Ladyhawke: Anxiety

Ladyhawke, AnxietyLadyhawke: Anxiety
New Zealand’s Ladyhawke is back with her sophomore album, Anxiety. A lot has changed since her first album in 2008, most notably that she has adopted a new swagger and a grittier sound. Gone is the synth pop of her self-titled debut, replaced with distorted guitars and the occasional beeping sound (“Black White & Blue” contains many of them.) What stayed the same is Pip Brown’s vocals style and radio-friendly songs. Full disclosure: I’m still living in 2008. I was looking forward to another synth pop album, but I can appreciate Ladyhawke’s growth. Heck, she went from singing about “cautiously holding your hand” in “Back of the Van” on her first album to vengefully catching her cheating partner on “Girl Like Me,” she must have done some growing. She also sings about her fears and flaws on Anxiety, much more introspective than one would expect from the party girl from “Paris Is Burning.” Most of all, she gained confidence, which seems strange to say about an album called Anxiety.

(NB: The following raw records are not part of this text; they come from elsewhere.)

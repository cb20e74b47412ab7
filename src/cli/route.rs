//! CLI route: single route table and run context. Dispatches to the plans API and presentation.

use crate::cli::parse::{Cli, Commands, LogCommands, OutputFormat};
use crate::cli::presentation::{
    format_health, format_log_list, format_log_row, format_payload, format_plan_list,
};
use crate::client::{PlansApi, PlansClient};
use crate::config::{ConfigLoader, PlansConfig};
use crate::error::ApiError;
use crate::types::{LogEntry, Payload, WeekRequest, WorkoutRequest};
use std::io::Read;
use std::path::Path;
use std::sync::Arc;
use std::time::Instant;
use tracing::{debug, info};

/// Resolve configuration for a CLI invocation.
/// Precedence: `--api-base` over `API_BASE` over files over defaults.
pub fn load_config(cli: &Cli) -> Result<PlansConfig, ApiError> {
    let mut config = match cli.config {
        Some(ref path) => ConfigLoader::load_from_file(path)?,
        None => ConfigLoader::load(&cli.workspace)?,
    };
    if let Some(ref api_base) = cli.api_base {
        config.api.api_base = api_base.clone();
    }
    config.ensure_valid()?;
    Ok(config)
}

/// Read a JSON payload from an inline string, a file, or `stdin`, in that order.
pub fn read_payload(inline: Option<&str>, file: Option<&Path>) -> Result<Payload, ApiError> {
    let (source, text) = match (inline, file) {
        (Some(text), _) => ("--payload".to_string(), text.to_string()),
        (None, Some(path)) => (path.display().to_string(), std::fs::read_to_string(path)?),
        (None, None) => {
            let mut text = String::new();
            std::io::stdin().read_to_string(&mut text)?;
            ("stdin".to_string(), text)
        }
    };
    serde_json::from_str(&text)
        .map_err(|e| ApiError::InvalidPayload(format!("{} is not valid JSON: {}", source, e)))
}

/// Runtime context for CLI execution: resolved config, output format, and the API seam.
pub struct RunContext {
    api: Arc<dyn PlansApi>,
    config: PlansConfig,
    format: OutputFormat,
}

impl RunContext {
    /// Build a context backed by the HTTP client for the configured base URL.
    pub fn new(config: PlansConfig, format: OutputFormat) -> Result<Self, ApiError> {
        let client = PlansClient::new(&config.api)?;
        info!(api_base = %client.base_url(), "Plans client ready");
        Ok(Self::with_api(Arc::new(client), config, format))
    }

    /// Build a context around any [`PlansApi`] implementation.
    pub fn with_api(api: Arc<dyn PlansApi>, config: PlansConfig, format: OutputFormat) -> Self {
        Self {
            api,
            config,
            format,
        }
    }

    /// Run a command to completion on a fresh Tokio runtime.
    pub fn execute(&self, command: &Commands) -> Result<String, ApiError> {
        let rt = tokio::runtime::Runtime::new()
            .map_err(|e| ApiError::ConfigError(format!("Failed to start async runtime: {}", e)))?;
        rt.block_on(self.execute_async(command))
    }

    /// Route a command to the API and render its result.
    pub async fn execute_async(&self, command: &Commands) -> Result<String, ApiError> {
        let started = Instant::now();
        let result = self.execute_inner(command).await;
        debug!(
            ok = result.is_ok(),
            elapsed_ms = started.elapsed().as_millis() as u64,
            "Command finished"
        );
        result
    }

    async fn execute_inner(&self, command: &Commands) -> Result<String, ApiError> {
        match command {
            Commands::List => {
                let plans = self.api.list_plans().await?;
                Ok(format_plan_list(&plans, self.format))
            }
            Commands::Show { id } => {
                let plan = self.api.get_plan(id).await?;
                Ok(format_payload(&plan))
            }
            Commands::Generate { payload, file } => {
                let payload = read_payload(payload.as_deref(), file.as_deref())?;
                let plan = self.api.generate_plan(&payload).await?;
                Ok(format_payload(&plan))
            }
            Commands::Workout {
                focus,
                equipment,
                soreness,
                no_db_logs,
            } => {
                let request = WorkoutRequest {
                    equipment: *equipment,
                    soreness_text: soreness.clone(),
                    use_db_logs: !*no_db_logs,
                    ..WorkoutRequest::new(*focus)
                };
                let plan = self.api.generate_workout(&request).await?;
                Ok(format_payload(&plan))
            }
            Commands::Week {
                days,
                equipment,
                soreness,
                no_db_logs,
            } => {
                let request = WeekRequest {
                    equipment: *equipment,
                    soreness_text: soreness.clone(),
                    use_db_logs: !*no_db_logs,
                    ..WeekRequest::new(*days)
                };
                let plan = self.api.generate_week(&request).await?;
                Ok(format_payload(&plan))
            }
            Commands::Log { command } => self.handle_log_command(command).await,
            Commands::Health => {
                let health = self.api.health().await?;
                Ok(format_health(self.api.base_url(), &health, self.format))
            }
            Commands::Config => self.config.to_toml(),
        }
    }

    async fn handle_log_command(&self, command: &LogCommands) -> Result<String, ApiError> {
        match command {
            LogCommands::Add {
                name,
                reps,
                weight_kg,
                rir,
                focus,
            } => {
                let entry = LogEntry {
                    name: name.clone(),
                    reps: *reps,
                    weight_kg: *weight_kg,
                    rir: *rir,
                    focus: focus.map(|f| f.as_str().to_string()),
                };
                let row = self.api.add_log(&entry).await?;
                Ok(format_log_row(&row, self.format))
            }
            LogCommands::List { focus } => {
                let rows = self.api.list_logs(*focus).await?;
                Ok(format_log_list(&rows, self.format))
            }
        }
    }
}
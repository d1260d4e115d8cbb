//! kmirror public façade (in-process).
//!
//! `Controller` owns the store, the delta queue and the two background tasks (reflector
//! and controller loop) and exposes the read API the rest of an application uses.

#![forbid(unsafe_code)]

use std::sync::atomic::{AtomicI64, Ordering};
use std::sync::{Arc, Mutex, MutexGuard, PoisonError};
use std::time::Duration;

use kmirror_core::{ControllerConfig, ManagedObject, ObjectKey};
use kmirror_kubehub::{Backoff, ClusterClient, Reflector};
use kmirror_store::{DeltaQueue, Store};
use serde::{Deserialize, Serialize};
use tokio::task::JoinHandle;
use tokio_util::sync::CancellationToken;
use tracing::{info, warn};

mod controller;

pub use kmirror_core::{CoreError, Delta, DeltaKind};
pub use kmirror_kubehub::{KubeClient, MockCluster, WatchFeed};

#[derive(Debug, Clone, Copy, PartialEq, Eq, Serialize, Deserialize)]
pub enum LifecycleState {
    Uninitialized,
    Running,
    Stopped,
}

/// API errors. "Not found" is never an error: lookups return `Ok(None)`.
#[derive(Debug, Clone, PartialEq, Eq, thiserror::Error, Serialize, Deserialize)]
pub enum ApiError {
    #[error("invalid key: {0}")]
    InvalidKey(String),
    #[error("controller not started")]
    NotStarted,
    #[error("controller already started")]
    AlreadyStarted,
    #[error("controller stopped; construct a new one to restart")]
    Stopped,
    #[error("not synced: {0}")]
    NotSynced(String),
    #[error("internal: {0}")]
    Internal(String),
}

impl From<CoreError> for ApiError {
    fn from(e: CoreError) -> Self {
        match e {
            CoreError::InvalidKey(k) => ApiError::InvalidKey(k),
        }
    }
}

pub type ApiResult<T> = Result<T, ApiError>;

/// Runtime view of a controller for status output.
#[derive(Debug, Clone, PartialEq, Eq, Serialize, Deserialize)]
pub struct Stats {
    pub state: LifecycleState,
    pub namespace: Option<String>,
    pub items: usize,
    pub has_synced: bool,
    pub queue_len: usize,
    pub last_sync_resource_version: Option<String>,
    /// Unix seconds of the last periodic resync.
    pub last_resync_ts: Option<i64>,
    pub resync_secs: u64,
}

struct Lifecycle {
    state: LifecycleState,
    tasks: Vec<JoinHandle<()>>,
}

/// Local mirror of the Deployments in one namespace (or all of them).
pub struct Controller {
    config: ControllerConfig,
    client: Arc<dyn ClusterClient>,
    store: Arc<Store>,
    queue: Arc<DeltaQueue>,
    cancel: CancellationToken,
    last_resync: Arc<AtomicI64>,
    lifecycle: Mutex<Lifecycle>,
}

impl Controller {
    pub fn new(config: ControllerConfig, client: Arc<dyn ClusterClient>) -> Self {
        Self {
            config,
            client,
            store: Arc::new(Store::new()),
            queue: Arc::new(DeltaQueue::new()),
            cancel: CancellationToken::new(),
            last_resync: Arc::new(AtomicI64::new(0)),
            lifecycle: Mutex::new(Lifecycle { state: LifecycleState::Uninitialized, tasks: Vec::new() }),
        }
    }

    /// Construct and start in one go.
    pub fn start_with(config: ControllerConfig, client: Arc<dyn ClusterClient>) -> ApiResult<Self> {
        let c = Self::new(config, client);
        c.start()?;
        Ok(c)
    }

    fn lock(&self) -> MutexGuard<'_, Lifecycle> { self.lifecycle.lock().unwrap_or_else(PoisonError::into_inner) }

    /// Spawn the reflector and the controller loop on the current Tokio runtime.
    pub fn start(&self) -> ApiResult<()> {
        let mut lc = self.lock();
        match lc.state {
            LifecycleState::Running => return Err(ApiError::AlreadyStarted),
            LifecycleState::Stopped => return Err(ApiError::Stopped),
            LifecycleState::Uninitialized => {}
        }
        let rt = tokio::runtime::Handle::try_current().map_err(|e| ApiError::Internal(e.to_string()))?;
        let reflector = Reflector::new(
            Arc::clone(&self.client),
            Arc::clone(&self.queue),
            self.config.namespace.clone(),
            Backoff::from_config(&self.config.backoff),
        );
        let reflector_task = rt.spawn(reflector.run(self.cancel.clone()));
        let loop_task = rt.spawn(controller::run_loop(controller::LoopCtx {
            store: Arc::clone(&self.store),
            queue: Arc::clone(&self.queue),
            cancel: self.cancel.clone(),
            resync_period: self.config.resync_period,
            last_resync: Arc::clone(&self.last_resync),
        }));
        lc.tasks = vec![reflector_task, loop_task];
        lc.state = LifecycleState::Running;
        info!(
            ns = %self.config.namespace.as_deref().unwrap_or("(all)"),
            resync_secs = self.config.resync_period.as_secs(),
            "api: controller started"
        );
        Ok(())
    }

    /// Broadcast shutdown. The store keeps serving its last state afterwards.
    /// A second call is a no-op.
    pub fn stop(&self) -> ApiResult<()> {
        let mut lc = self.lock();
        match lc.state {
            LifecycleState::Uninitialized => Err(ApiError::NotStarted),
            LifecycleState::Stopped => Ok(()),
            LifecycleState::Running => {
                lc.state = LifecycleState::Stopped;
                self.cancel.cancel();
                self.queue.close();
                info!(items = self.store.len(), "api: controller stopped");
                Ok(())
            }
        }
    }

    /// Wait for both background tasks to finish (after `stop`).
    pub async fn join(&self) {
        let tasks = std::mem::take(&mut self.lock().tasks);
        for t in tasks {
            if let Err(e) = t.await {
                warn!(error = %e, "api: background task ended abnormally");
            }
        }
    }

    /// `stop` followed by `join`.
    pub async fn shutdown(&self) -> ApiResult<()> {
        self.stop()?;
        self.join().await;
        Ok(())
    }

    pub fn state(&self) -> LifecycleState { self.lock().state }

    pub fn config(&self) -> &ControllerConfig { &self.config }

    /// Shared cluster client, for collaborators that read or write single objects live.
    pub fn client(&self) -> Arc<dyn ClusterClient> { Arc::clone(&self.client) }

    /// True once the first full listing is in the store.
    pub fn has_synced(&self) -> bool { self.queue.has_synced() }

    /// Resolves as soon as the first listing is applied. A stop while waiting ends
    /// the wait with `Stopped`.
    pub async fn wait_for_sync(&self, timeout: Duration) -> ApiResult<()> {
        if self.has_synced() {
            return Ok(());
        }
        match self.state() {
            LifecycleState::Uninitialized => return Err(ApiError::NotStarted),
            LifecycleState::Stopped => return Err(ApiError::Stopped),
            LifecycleState::Running => {}
        }
        tokio::select! {
            biased;
            _ = self.queue.synced() => Ok(()),
            _ = self.cancel.cancelled() => Err(ApiError::Stopped),
            _ = tokio::time::sleep(timeout) => {
                Err(ApiError::NotSynced(format!("no complete listing after {}ms", timeout.as_millis())))
            }
        }
    }

    /// Snapshot copy of every mirrored Deployment, sorted by key.
    pub fn list_deployments(&self) -> Vec<ManagedObject> { self.store.list() }

    /// Keys rendered as `namespace/name`, sorted.
    pub fn list_keys(&self) -> Vec<String> { self.store.list_keys().iter().map(ToString::to_string).collect() }

    /// `Ok(None)` when absent; `Err` only for a malformed key.
    pub fn get_by_key(&self, key: &str) -> ApiResult<Option<ManagedObject>> {
        let key: ObjectKey = key.parse()?;
        Ok(self.store.get_by_key(&key))
    }

    pub fn stats(&self) -> Stats {
        let ts = self.last_resync.load(Ordering::Relaxed);
        Stats {
            state: self.state(),
            namespace: self.config.namespace.clone(),
            items: self.store.len(),
            has_synced: self.has_synced(),
            queue_len: self.queue.len(),
            last_sync_resource_version: self.store.last_sync_resource_version(),
            last_resync_ts: (ts > 0).then_some(ts),
            resync_secs: self.config.resync_period.as_secs(),
        }
    }
}

impl Drop for Controller {
    fn drop(&mut self) {
        self.cancel.cancel();
        self.queue.close();
    }
}
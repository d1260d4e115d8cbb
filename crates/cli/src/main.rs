use std::sync::Arc;
use std::time::Duration;

use anyhow::{Context, Result};
use clap::{ArgAction, Parser, Subcommand, ValueEnum};
use kmirror_api::{Controller, KubeClient};
use kmirror_core::{ControllerConfig, ManagedObject, ObjectKey};
use kmirror_kubehub::ClusterClient;
use tokio::signal;
use tracing::{info, warn};

#[derive(Parser, Debug)]
#[command(name = "kmirrorctl", version, about = "Local Deployment mirror")]
struct Cli {
    /// Output format
    #[arg(short = 'o', long = "output", value_enum, global = true, default_value_t = Output::Human)]
    output: Output,

    /// Namespace to mirror (default: KMIRROR_NAMESPACE, else "default")
    #[arg(long = "ns", global = true, conflicts_with = "all_namespaces")]
    namespace: Option<String>,

    /// Mirror every namespace
    #[arg(short = 'A', long = "all-namespaces", global = true, action = ArgAction::SetTrue)]
    all_namespaces: bool,

    /// Periodic resync in seconds; 0 disables it (default: KMIRROR_RESYNC_SECS, else 60)
    #[arg(long = "resync-secs", global = true)]
    resync_secs: Option<u64>,

    /// Cluster DNS suffix used to build service host names (default: KMIRROR_DOMAIN_SUFFIX)
    #[arg(long = "domain-suffix", global = true)]
    domain_suffix: Option<String>,

    /// How long one-shot commands wait for the initial listing
    #[arg(long = "wait-secs", global = true, default_value_t = 8)]
    wait_secs: u64,

    #[command(subcommand)]
    command: Commands,
}

#[derive(Copy, Clone, Debug, Eq, PartialEq, ValueEnum)]
enum Output { Human, Json }

#[derive(Subcommand, Debug)]
enum Commands {
    /// List mirrored Deployments
    Ls,
    /// Print mirrored keys (namespace/name)
    Keys,
    /// Show one Deployment by key
    Get {
        /// Key, e.g. "default/web"
        key: String,
        /// Read from the API server instead of the mirror
        #[arg(long = "live", action = ArgAction::SetTrue)]
        live: bool,
    },
    /// Keep the mirror running until Ctrl-C, logging stats periodically
    Run,
}

/// Logs go to stderr; stdout carries command output.
fn init_tracing() {
    let filter = std::env::var("KMIRROR_LOG")
        .ok()
        .and_then(|directives| tracing_subscriber::EnvFilter::try_new(directives).ok())
        .unwrap_or_else(|| tracing_subscriber::EnvFilter::new("info"));
    tracing_subscriber::fmt().with_env_filter(filter).with_writer(std::io::stderr).init();
}

/// Prometheus endpoint, only when KMIRROR_METRICS_ADDR is set.
fn init_metrics() {
    let Ok(addr) = std::env::var("KMIRROR_METRICS_ADDR") else { return };
    let sock: std::net::SocketAddr = match addr.parse() {
        Ok(sock) => sock,
        Err(e) => {
            warn!(addr = %addr, error = %e, "metrics: ignoring KMIRROR_METRICS_ADDR; expected host:port");
            return;
        }
    };
    match metrics_exporter_prometheus::PrometheusBuilder::new().with_http_listener(sock).install() {
        Ok(()) => info!(%sock, "metrics: prometheus exporter listening"),
        Err(e) => warn!(error = %e, "metrics: exporter not installed"),
    }
}

/// Environment first, then flags on top.
fn build_config(cli: &Cli) -> ControllerConfig {
    let mut cfg = ControllerConfig::from_env();
    if cli.all_namespaces {
        cfg.namespace = None;
    } else if let Some(ns) = cli.namespace.as_deref() {
        cfg.namespace = (!ns.is_empty() && ns != "*").then(|| ns.to_string());
    }
    if let Some(secs) = cli.resync_secs {
        cfg.resync_period = Duration::from_secs(secs);
    }
    if let Some(suffix) = cli.domain_suffix.clone() {
        cfg.domain_suffix = suffix;
    }
    cfg
}

#[tokio::main]
async fn main() -> Result<()> {
    init_tracing();
    init_metrics();
    let cli = Cli::parse();
    let cfg = build_config(&cli);
    let wait = Duration::from_secs(cli.wait_secs);

    let client: Arc<dyn ClusterClient> = Arc::new(KubeClient::try_default().await?);

    // live reads bypass the mirror entirely
    if let Commands::Get { key, live: true } = &cli.command {
        let key: ObjectKey = key.parse()?;
        let obj = client.get(&key).await?;
        return print_one(cli.output, &cfg, &key, obj.as_ref());
    }

    let controller = Controller::start_with(cfg.clone(), client)?;
    if !matches!(cli.command, Commands::Run) {
        controller.wait_for_sync(wait).await.context("waiting for initial listing")?;
    }

    match &cli.command {
        Commands::Ls => {
            let items = controller.list_deployments();
            match cli.output {
                Output::Human => {
                    println!("{:<16} {:<32} {:<10} {:<7} AGE", "NAMESPACE", "NAME", "VERSION", "READY");
                    for o in &items {
                        let ns_col = o.key.namespace.as_deref().unwrap_or("-");
                        println!("{:<16} {:<32} {:<10} {:<7} {}", ns_col, o.key.name, o.resource_version, render_ready(o), render_age(o));
                    }
                }
                Output::Json => {
                    let payloads: Vec<&serde_json::Value> = items.iter().map(|o| &o.payload).collect();
                    println!("{}", serde_json::to_string_pretty(&payloads)?);
                }
            }
        }
        Commands::Keys => {
            let keys = controller.list_keys();
            match cli.output {
                Output::Human => keys.iter().for_each(|k| println!("{}", k)),
                Output::Json => println!("{}", serde_json::to_string_pretty(&keys)?),
            }
        }
        Commands::Get { key, .. } => {
            let obj = controller.get_by_key(key)?;
            let key: ObjectKey = key.parse()?;
            print_one(cli.output, &cfg, &key, obj.as_ref())?;
        }
        Commands::Run => run(&controller, cli.output).await?,
    }

    controller.shutdown().await?;
    Ok(())
}

async fn run(controller: &Controller, output: Output) -> Result<()> {
    let period = match controller.config().resync_period {
        p if p.is_zero() => Duration::from_secs(60),
        p => p,
    };
    let mut ticker = tokio::time::interval(period);
    ticker.tick().await;
    loop {
        tokio::select! {
            _ = signal::ctrl_c() => {
                info!("interrupt received; stopping");
                break;
            }
            _ = ticker.tick() => {
                let stats = controller.stats();
                match output {
                    Output::Human => info!(
                        items = stats.items,
                        synced = stats.has_synced,
                        queue = stats.queue_len,
                        rv = ?stats.last_sync_resource_version,
                        "mirror stats"
                    ),
                    Output::Json => println!("{}", serde_json::to_string(&stats)?),
                }
            }
        }
    }
    Ok(())
}

fn print_one(output: Output, cfg: &ControllerConfig, key: &ObjectKey, obj: Option<&ManagedObject>) -> Result<()> {
    let Some(obj) = obj else {
        anyhow::bail!("not found: {}", key);
    };
    match output {
        Output::Human => {
            println!("key:     {}", obj.key);
            println!("rv:      {}", obj.resource_version);
            println!("ready:   {}", render_ready(obj));
            println!("age:     {}", render_age(obj));
            if let Some(ns) = obj.key.namespace.as_deref() {
                println!("host:    {}", cfg.service_host(&obj.key.name, ns));
            }
        }
        Output::Json => println!("{}", serde_json::to_string_pretty(&obj.payload)?),
    }
    Ok(())
}

fn render_ready(o: &ManagedObject) -> String {
    let replicas = o.payload.pointer("/spec/replicas").and_then(|v| v.as_i64()).unwrap_or(1);
    let ready = o.payload.pointer("/status/readyReplicas").and_then(|v| v.as_i64()).unwrap_or(0);
    format!("{}/{}", ready, replicas)
}

fn render_age(o: &ManagedObject) -> String {
    o.creation_timestamp()
        .and_then(|ts| chrono::DateTime::parse_from_rfc3339(ts).ok())
        .map(|created| format_age(chrono::Utc::now().signed_duration_since(created)))
        .unwrap_or_else(|| "-".to_string())
}

/// Two most significant units, kubectl style: `3d4h`, `5h12m`, `7m`, `42s`.
fn format_age(elapsed: chrono::Duration) -> String {
    let elapsed = elapsed.max(chrono::Duration::zero());
    match (elapsed.num_days(), elapsed.num_hours(), elapsed.num_minutes()) {
        (d, h, _) if d > 0 => format!("{}d{}h", d, h % 24),
        (_, h, m) if h > 0 => format!("{}h{}m", h, m % 60),
        (_, _, m) if m > 0 => format!("{}m", m),
        _ => format!("{}s", elapsed.num_seconds()),
    }
}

Many of the songs have a familiar feeling. “Girl Like Me” could be a Garbage song. “Blue Eyes” seems inspired by Joan Jett, but with a softer Ladyhawke take. Some of the songs have an abstract feeling of familiarity, like you can’t place where you’ve heard the hook before. One example is the background vocals on “Gone Gone Gone.” The opening piano on “Sunday Drive” made me think of classic Elton John, the verses on “Vaccine” were vaguely reminiscent of Donovan. Some of the songs are familiar because the lines are repeated often throughout. For example, a large portion of “Vanity” is just  “vani-tay, vani-tay, vani-tay-e-yay-e-yay-e-yay” repeated. Each one is a modern take and has Ladyhawke’s distinct voice added to it.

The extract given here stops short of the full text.